[Input for this task Boundary: Start]

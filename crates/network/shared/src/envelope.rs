//! Nachrichteneinhüllung und Korrelation.

use serde::{Deserialize, Serialize};

use crate::protocol::Packet;

/// Wire-level wrapper around one packet.
///
/// `id` is assigned by the sender and only unique within one connection.
/// `responding_to` names the request this envelope answers, `0` if none.
#[derive(Debug, Clone, PartialEq, Eq, Serialize, Deserialize)]
pub struct Envelope {
    pub id: u64,
    pub responding_to: u64,
    pub payload: Packet,
}

impl Envelope {
    pub const NOT_A_RESPONSE: u64 = 0;

    pub fn new(id: u64, responding_to: u64, payload: Packet) -> Self {
        Self {
            id,
            responding_to,
            payload,
        }
    }

    #[inline]
    pub fn is_response(&self) -> bool {
        self.responding_to != Self::NOT_A_RESPONSE
    }
}
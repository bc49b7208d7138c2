//! Startup-Sequenz eines Peer-Hosts: Konfiguration → Secret → Stores → TLS →
//! Listener. Alles, was ein `serve` braucht, hängt an [`Node`].

use std::io;
use std::path::PathBuf;
use std::sync::Arc;

use auth::{AuthError, AuthService, SecretError, SecretKey};
use thiserror::Error;
use tokio::net::TcpListener;
use tokio_rustls::TlsConnector;
use tracing::{debug, info, warn};

use crate::config::{ConfigError, PeerConfig, ServiceConfig};
use crate::listener::Listener;
use crate::manifest::{PeerDetails, PeersManifest};
use crate::peer::{LocalPeer, Peer, RemoteTransport};
use crate::subscription::{
    FileSubscriptionStore, MemorySubscriptionStore, StoreError, SubscriptionStore,
};
use crate::tls::{self, TlsError};

#[derive(Debug, Error)]
pub enum NodeError {
    #[error(transparent)]
    Config(#[from] ConfigError),
    #[error(transparent)]
    Secret(#[from] SecretError),
    #[error(transparent)]
    Auth(#[from] AuthError),
    #[error(transparent)]
    Store(#[from] StoreError),
    #[error(transparent)]
    Tls(#[from] TlsError),
    #[error("bind {address}: {source}")]
    Bind {
        address: String,
        #[source]
        source: io::Error,
    },
}

/// A running peer host: the local peer plus its listener.
pub struct Node {
    local: Arc<LocalPeer>,
    listener: Listener,
}

fn auth_service(config: &PeerConfig) -> Result<Arc<AuthService>, NodeError> {
    let security = &config.security;
    let secret = SecretKey::load_or_generate(&config.resolve(&security.secret_key_path)?)?;
    let auth = Arc::new(AuthService::new(&secret));
    if security.issue_dev_token {
        let token = auth.issue_dev_token()?;
        warn!(
            target: "peer::node",
            "development token (loopback only, all permissions): {token}"
        );
    }
    Ok(auth)
}

fn remote_transport(config: &PeerConfig) -> Result<RemoteTransport, NodeError> {
    let security = &config.security;
    let trusted = security
        .trusted_certs
        .iter()
        .map(|p| config.resolve(p))
        .collect::<Result<Vec<PathBuf>, _>>()?;
    let client_tls = tls::client_config(security.accept_invalid_certs, &trusted)?;
    Ok(RemoteTransport {
        settings: config.connection_settings(),
        tls: Some(TlsConnector::from(client_tls)),
        dial_timeout: config.dial_timeout(),
    })
}

/// A local peer that only dials out: no listener, no port, subscriptions in
/// memory. Safe to use next to a running `serve` with the same config.
pub async fn dial_only(config: &PeerConfig) -> Result<Arc<LocalPeer>, NodeError> {
    let auth = auth_service(config)?;
    let manifest = PeersManifest::load(&config.resolve(&config.storage.peers_path)?)?;
    let local = LocalPeer::builder(PeerDetails::local(config.service.address()), auth)
        .peers(manifest.peers)
        .transport(remote_transport(config)?)
        .build();
    debug!(
        target: "peer::node",
        "dial-only peer with {} known peers",
        local.list_peers().await.map(|p| p.len()).unwrap_or(0)
    );
    Ok(local)
}

impl Node {
    pub async fn start(config: PeerConfig) -> Result<Self, NodeError> {
        let security = &config.security;
        let auth = auth_service(&config)?;

        let subscriptions: Arc<dyn SubscriptionStore> = match &config.storage.subscriptions_path {
            Some(path) => Arc::new(FileSubscriptionStore::open(config.resolve(path)?).await?),
            None => Arc::new(MemorySubscriptionStore::new()),
        };
        let manifest = PeersManifest::load(&config.resolve(&config.storage.peers_path)?)?;

        let transport = remote_transport(&config)?;
        let (certs, key) = tls::load_or_generate(
            &config.resolve(&security.cert_path)?,
            &config.resolve(&security.key_path)?,
            &config.service.host,
        )?;
        let server_tls = tls::server_config(certs, key)?;

        let bind = config.service.address();
        let tcp = TcpListener::bind(&bind)
            .await
            .map_err(|source| NodeError::Bind {
                address: bind.clone(),
                source,
            })?;
        let bound = tcp.local_addr().map_err(|source| NodeError::Bind {
            address: bind.clone(),
            source,
        })?;
        // Port 0 in the config means "any"; advertise the one we got.
        let address = ServiceConfig {
            port: bound.port(),
            ..config.service.clone()
        }
        .address();

        let settings = transport.settings.clone();
        let local = LocalPeer::builder(PeerDetails::local(address), auth)
            .peers(manifest.peers)
            .subscriptions(subscriptions)
            .transport(transport)
            .build();

        let listener = Listener::serve(tcp, Some(server_tls), Arc::clone(&local), settings)
            .map_err(|source| NodeError::Bind {
                address: bind,
                source,
            })?;

        info!(
            target: "peer::node",
            "peer {} ready, {} known peers",
            local.details().address,
            local.list_peers().await.map(|p| p.len()).unwrap_or(0)
        );
        Ok(Self { local, listener })
    }

    pub fn local(&self) -> &Arc<LocalPeer> {
        &self.local
    }

    pub fn local_addr(&self) -> std::net::SocketAddr {
        self.listener.local_addr()
    }

    /// Address this peer advertises (`host:port`).
    pub fn address(&self) -> &str {
        &self.local.details().address
    }

    /// Stop the listener and close outgoing connections.
    pub async fn shutdown(self) {
        self.listener.shutdown().await;
        if let Ok(remotes) = self.local.list_peers().await {
            for remote in remotes {
                remote.disconnect().await;
            }
        }
    }
}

[Input for this task Boundary: End]

- _What you are asked to do_
The records above must be transcribed without a single omission.

- _Exercise answer_
filename crates/network/shared/src/envelope.rs
//! Nachrichteneinhüllung und Korrelation.

use serde::{Deserialize, Serialize};

use crate::protocol::Packet;

/// Wire-level wrapper around one packet.
///
/// `id` is assigned by the sender and only unique within one connection.
/// `responding_to` names the request this envelope answers, `0` if none.
#[derive(Debug, Clone, PartialEq, Eq, Serialize, Deserialize)]
pub struct Envelope {
    pub id: u64,
    pub responding_to: u64,
    pub payload: Packet,
}

impl Envelope {
    pub const NOT_A_RESPONSE: u64 = 0;

    pub fn new(id: u64, responding_to: u64, payload: Packet) -> Self {
        Self {
            id,
            responding_to,
            payload,
        }
    }

    #[inline]
    pub fn is_response(&self) -> bool {
        self.responding_to != Self::NOT_A_RESPONSE
    }
}
repository bc49b7208d7138c2
//! Startup-Sequenz eines Peer-Hosts: Konfiguration → Secret → Stores → TLS →
//! Listener. Alles, was ein `serve` braucht, hängt an [`Node`].

use std::io;
use std::path::PathBuf;
use std::sync::Arc;

use auth::{AuthError, AuthService, SecretError, SecretKey};
use thiserror::Error;
use tokio::net::TcpListener;
use tokio_rustls::TlsConnector;
use tracing::{debug, info, warn};

use crate::config::{ConfigError, PeerConfig, ServiceConfig};
use crate::listener::Listener;
use crate::manifest::{PeerDetails, PeersManifest};
use crate::peer::{LocalPeer, Peer, RemoteTransport};
use crate::subscription::{
    FileSubscriptionStore, MemorySubscriptionStore, StoreError, SubscriptionStore,
};
use crate::tls::{self, TlsError};

#[derive(Debug, Error)]
pub enum NodeError {
    #[error(transparent)]
    Config(#[from] ConfigError),
    #[error(transparent)]
    Secret(#[from] SecretError),
    #[error(transparent)]
    Auth(#[from] AuthError),
    #[error(transparent)]
    Store(#[from] StoreError),
    #[error(transparent)]
    Tls(#[from] TlsError),
    #[error("bind {address}: {source}")]
    Bind {
        address: String,
        #[source]
        source: io::Error,
    },
}

/// A running peer host: the local peer plus its listener.
pub struct Node {
    local: Arc<LocalPeer>,
    listener: Listener,
}

fn auth_service(config: &PeerConfig) -> Result<Arc<AuthService>, NodeError> {
    let security = &config.security;
    let secret = SecretKey::load_or_generate(&config.resolve(&security.secret_key_path)?)?;
    let auth = Arc::new(AuthService::new(&secret));
    if security.issue_dev_token {
        let token = auth.issue_dev_token()?;
        warn!(
            target: "peer::node",
            "development token (loopback only, all permissions): {token}"
        );
    }
    Ok(auth)
}

fn remote_transport(config: &PeerConfig) -> Result<RemoteTransport, NodeError> {
    let security = &config.security;
    let trusted = security
        .trusted_certs
        .iter()
        .map(|p| config.resolve(p))
        .collect::<Result<Vec<PathBuf>, _>>()?;
    let client_tls = tls::client_config(security.accept_invalid_certs, &trusted)?;
    Ok(RemoteTransport {
        settings: config.connection_settings(),
        tls: Some(TlsConnector::from(client_tls)),
        dial_timeout: config.dial_timeout(),
    })
}

/// A local peer that only dials out: no listener, no port, subscriptions in
/// memory. Safe to use next to a running `serve` with the same config.
pub async fn dial_only(config: &PeerConfig) -> Result<Arc<LocalPeer>, NodeError> {
    let auth = auth_service(config)?;
    let manifest = PeersManifest::load(&config.resolve(&config.storage.peers_path)?)?;
    let local = LocalPeer::builder(PeerDetails::local(config.service.address()), auth)
        .peers(manifest.peers)
        .transport(remote_transport(config)?)
        .build();
    debug!(
        target: "peer::node",
        "dial-only peer with {} known peers",
        local.list_peers().await.map(|p| p.len()).unwrap_or(0)
    );
    Ok(local)
}

impl Node {
    pub async fn start(config: PeerConfig) -> Result<Self, NodeError> {
        let security = &config.security;
        let auth = auth_service(&config)?;

        let subscriptions: Arc<dyn SubscriptionStore> = match &config.storage.subscriptions_path {
            Some(path) => Arc::new(FileSubscriptionStore::open(config.resolve(path)?).await?),
            None => Arc::new(MemorySubscriptionStore::new()),
        };
        let manifest = PeersManifest::load(&config.resolve(&config.storage.peers_path)?)?;

        let transport = remote_transport(&config)?;
        let (certs, key) = tls::load_or_generate(
            &config.resolve(&security.cert_path)?,
            &config.resolve(&security.key_path)?,
            &config.service.host,
        )?;
        let server_tls = tls::server_config(certs, key)?;

        let bind = config.service.address();
        let tcp = TcpListener::bind(&bind)
            .await
            .map_err(|source| NodeError::Bind {
                address: bind.clone(),
                source,
            })?;
        let bound = tcp.local_addr().map_err(|source| NodeError::Bind {
            address: bind.clone(),
            source,
        })?;
        // Port 0 in the config means "any"; advertise the one we got.
        let address = ServiceConfig {
            port: bound.port(),
            ..config.service.clone()
        }
        .address();

        let settings = transport.settings.clone();
        let local = LocalPeer::builder(PeerDetails::local(address), auth)
            .peers(manifest.peers)
            .subscriptions(subscriptions)
            .transport(transport)
            .build();

        let listener = Listener::serve(tcp, Some(server_tls), Arc::clone(&local), settings)
            .map_err(|source| NodeError::Bind {
                address: bind,
                source,
            })?;

        info!(
            target: "peer::node",
            "peer {} ready, {} known peers",
            local.details().address,
            local.list_peers().await.map(|p| p.len()).unwrap_or(0)
        );
        Ok(Self { local, listener })
    }

    pub fn local(&self) -> &Arc<LocalPeer> {
        &self.local
    }

    pub fn local_addr(&self) -> std::net::SocketAddr {
        self.listener.local_addr()
    }

    /// Address this peer advertises (`host:port`).
    pub fn address(&self) -> &str {
        &self.local.details().address
    }

    /// Stop the listener and close outgoing connections.
    pub async fn shutdown(self) {
        self.listener.shutdown().await;
        if let Ok(remotes) = self.local.list_peers().await {
            for remote in remotes {
                remote.disconnect().await;
            }
        }
    }
}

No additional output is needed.